## Problem description
Go over the entries below line by line, copying each one that contains the word "insert".

[Stored items]
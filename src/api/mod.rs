//! HTTP handlers for the catalog pages

pub mod authors;
pub mod genres;
pub mod health;
pub mod openapi;

use axum::{
    response::{IntoResponse, Redirect, Response},
    routing::get,
    Json, Router,
};
use serde::Serialize;
use serde_json::Value;
use tower_http::{
    cors::{Any, CorsLayer},
    trace::TraceLayer,
};
use utoipa::ToSchema;

use crate::{models::FieldError, AppState};

/// A named template and the data it is rendered with.
///
/// Template rendering itself happens outside this server; views are handed
/// over as JSON documents.
#[derive(Debug, Clone, Serialize, ToSchema)]
pub struct View {
    /// Template name (e.g. `author_form`)
    pub template: String,
    /// Page title
    pub title: String,
    /// Named values available to the template
    #[schema(value_type = Object)]
    pub context: Value,
}

impl View {
    pub fn new(template: &str, title: &str, context: Value) -> Self {
        Self {
            template: template.to_string(),
            title: title.to_string(),
            context,
        }
    }
}

/// What a catalog handler answers with: a rendered view or a redirect
#[derive(Debug)]
pub enum Page {
    Render(View),
    Redirect(String),
}

impl Page {
    pub fn render(template: &str, title: &str, context: Value) -> Self {
        Page::Render(View::new(template, title, context))
    }

    pub fn redirect(url: impl Into<String>) -> Self {
        Page::Redirect(url.into())
    }
}

impl IntoResponse for Page {
    fn into_response(self) -> Response {
        match self {
            Page::Render(view) => Json(view).into_response(),
            Page::Redirect(url) => Redirect::to(&url).into_response(),
        }
    }
}

/// Context of a re-displayed form: the entered values under `key`, plus errors
fn form_context<T: Serialize>(key: &str, draft: &T, errors: &[FieldError]) -> Value {
    let mut context = serde_json::Map::new();
    context.insert(key.to_string(), serde_json::json!(draft));
    context.insert("errors".to_string(), serde_json::json!(errors));
    Value::Object(context)
}

/// Create the application router with all routes
pub fn create_router(state: AppState) -> Router {
    // CORS configuration
    let cors = CorsLayer::new()
        .allow_origin(Any)
        .allow_methods(Any)
        .allow_headers(Any);

    let health = Router::new()
        .route("/health", get(health::health_check))
        .route("/ready", get(health::readiness_check))
        .with_state(state.clone());

    let catalog = Router::new()
        // Authors
        .route("/authors", get(authors::list_authors))
        .route(
            "/author/create",
            get(authors::create_author_form).post(authors::create_author),
        )
        .route("/author/:id", get(authors::get_author))
        .route(
            "/author/:id/delete",
            get(authors::delete_author_form).post(authors::delete_author),
        )
        .route(
            "/author/:id/update",
            get(authors::update_author_form).post(authors::update_author),
        )
        // Genres
        .route("/genres", get(genres::list_genres))
        .route(
            "/genre/create",
            get(genres::create_genre_form).post(genres::create_genre),
        )
        .route("/genre/:id", get(genres::get_genre))
        .route(
            "/genre/:id/delete",
            get(genres::delete_genre_form).post(genres::delete_genre),
        )
        .route(
            "/genre/:id/update",
            get(genres::update_genre_form).post(genres::update_genre),
        )
        .with_state(state);

    Router::new()
        .merge(health)
        .nest("/catalog", catalog)
        .merge(openapi::create_openapi_router())
        .layer(TraceLayer::new_for_http())
        .layer(cors)
}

## Expected output
    context.insert(key.to_string(), serde_json::json!(draft));
    context.insert("errors".to_string(), serde_json::json!(errors));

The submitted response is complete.